→ WHAT NEEDS TO BE DONE: What appears from the first line of the records below through the line containing "KIND, EXPRESS OR" must be reproduced verbatim.

(Stored records)
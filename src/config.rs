/**
 * MIT License
 *
 * podscan - Copyright (c) 2025 podscan developers
 *
 * Permission is hereby granted, free of charge, to any person obtaining a copy
 * of this software and associated documentation files (the "Software"), to deal
 * in the Software without restriction, including without limitation the rights
 * to use, copy, modify, merge, publish, distribute, sublicense, and/or sell
 * copies of the Software, and to permit persons to whom the Software is
 * furnished to do so, subject to the following conditions:
 *
 * The above copyright notice and this permission notice shall be included in all
 * copies or substantial portions of the Software.
 *
 * THE SOFTWARE IS PROVIDED "AS IS", WITHOUT WARRANTY OF ANY KIND, EXPRESS OR
 * IMPLIED, INCLUDING BUT NOT LIMITED TO THE WARRANTIES OF MERCHANTABILITY,
 * FITNESS FOR A PARTICULAR PURPOSE AND NONINFRINGEMENT. IN NO EVENT SHALL THE
 * AUTHORS OR COPYRIGHT HOLDERS BE LIABLE FOR ANY CLAIM, DAMAGES OR OTHER
 * LIABILITY, WHETHER IN AN ACTION OF CONTRACT, TORT OR OTHERWISE, ARISING FROM,
 * OUT OF OR IN CONNECTION WITH THE SOFTWARE OR THE USE OR OTHER DEALINGS IN THE
 * SOFTWARE.
 */
use anyhow::{Context, Result};
use figment::providers::{Env, Format, Serialized, Toml};
use figment::Figment;
use serde::{Deserialize, Serialize};
use std::path::{Path, PathBuf};

use crate::queue::QUEUE_NAMES;

pub const DEFAULT_CONFIG_FILE: &str = "podscan.toml";

/// Every tunable of the service. Loaded from defaults, then an optional
/// `podscan.toml`, then `PODSCAN_*` environment variables, each layer
/// overriding the previous one. A subset of the transcription settings can
/// additionally be overridden at runtime through the app_settings store (see
/// `transcribe::runtime_config`), which wins over all of these.
#[derive(Clone, Debug, Deserialize, Serialize)]
pub struct Settings {
    pub database_path: PathBuf,
    pub audio_dir: PathBuf,
    pub api_addr: String,
    /// Named queues this process consumes. Defaults to all of them.
    pub worker_queues: Vec<String>,
    pub workers_per_queue: usize,
    pub poll_interval_secs: u64,
    /// Upper bound on episodes queued for processing per poll. 0 = unbounded.
    pub max_episodes_per_feed: u32,
    pub audio_download_max_bytes: u64,
    pub audio_download_timeout_seconds: u64,
    pub whisper_api_url: String,
    pub transcription_provider: String,
    pub transcription_model: String,
    pub cloud_transcription_base_url: String,
    pub cloud_transcription_api_key: String,
    pub transcription_timeout_seconds: u64,
    pub transcription_tasks_per_minute: u32,
    pub transcription_429_retry_base_seconds: u64,
    pub transcription_429_retry_max_seconds: u64,
    pub transcription_external_max_upload_bytes: u64,
    pub transcription_external_chunk_seconds: u32,
    pub transcription_external_chunk_bitrate_kbps: u32,
    pub llm_provider: String,
    pub ollama_base_url: String,
    pub ollama_model: String,
    pub openrouter_base_url: String,
    pub openrouter_api_key: String,
    pub openrouter_model: String,
    pub openrouter_site_url: String,
    pub openrouter_app_name: String,
    pub llm_enrich_timeout_seconds: u64,
    pub llm_enrich_min_interval_seconds: f64,
    pub llm_enrich_max_retries: u32,
    pub llm_enrich_retry_base_seconds: f64,
    pub llm_enrich_retry_max_seconds: f64,
}

impl Default for Settings {
    fn default() -> Self {
        Self {
            database_path: PathBuf::from("podscan.db"),
            audio_dir: PathBuf::from("data/audio"),
            api_addr: "127.0.0.1:8080".to_string(),
            worker_queues: QUEUE_NAMES.iter().map(|s| (*s).to_string()).collect(),
            workers_per_queue: 2,
            poll_interval_secs: 900,
            max_episodes_per_feed: 10,
            audio_download_max_bytes: 500 * 1024 * 1024,
            audio_download_timeout_seconds: 600,
            whisper_api_url: "http://127.0.0.1:8000".to_string(),
            transcription_provider: "local".to_string(),
            transcription_model: "Systran/faster-whisper-small".to_string(),
            cloud_transcription_base_url: "https://api.openai.com/v1".to_string(),
            cloud_transcription_api_key: String::new(),
            transcription_timeout_seconds: 900,
            transcription_tasks_per_minute: 6,
            transcription_429_retry_base_seconds: 30,
            transcription_429_retry_max_seconds: 600,
            transcription_external_max_upload_bytes: 25 * 1024 * 1024,
            transcription_external_chunk_seconds: 600,
            transcription_external_chunk_bitrate_kbps: 32,
            llm_provider: "ollama".to_string(),
            ollama_base_url: "http://127.0.0.1:11434".to_string(),
            ollama_model: "llama3.2:3b".to_string(),
            openrouter_base_url: "https://openrouter.ai/api/v1".to_string(),
            openrouter_api_key: String::new(),
            openrouter_model: "openai/gpt-4o-mini".to_string(),
            openrouter_site_url: String::new(),
            openrouter_app_name: "podscan".to_string(),
            llm_enrich_timeout_seconds: 120,
            llm_enrich_min_interval_seconds: 1.0,
            llm_enrich_max_retries: 3,
            llm_enrich_retry_base_seconds: 2.0,
            llm_enrich_retry_max_seconds: 60.0,
        }
    }
}

impl Settings {
    pub fn load(config_path: Option<&Path>) -> Result<Self> {
        let figment = Figment::from(Serialized::defaults(Self::default()));
        let figment = match config_path {
            Some(path) => figment.merge(Toml::file(path)),
            None => figment.merge(Toml::file(DEFAULT_CONFIG_FILE)),
        };
        figment
            .merge(Env::prefixed("PODSCAN_"))
            .extract()
            .context("failed to load configuration")
    }
}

→ ANSWER BELOW:
filename src/config.rs
/**
 * MIT License
 *
 * podscan - Copyright (c) 2025 podscan developers
 *
 * Permission is hereby granted, free of charge, to any person obtaining a copy
 * of this software and associated documentation files (the "Software"), to deal
 * in the Software without restriction, including without limitation the rights
 * to use, copy, modify, merge, publish, distribute, sublicense, and/or sell
 * copies of the Software, and to permit persons to whom the Software is
 * furnished to do so, subject to the following conditions:
 *
 * The above copyright notice and this permission notice shall be included in all
 * copies or substantial portions of the Software.
 *
 * THE SOFTWARE IS PROVIDED "AS IS", WITHOUT WARRANTY OF ANY KIND, EXPRESS OR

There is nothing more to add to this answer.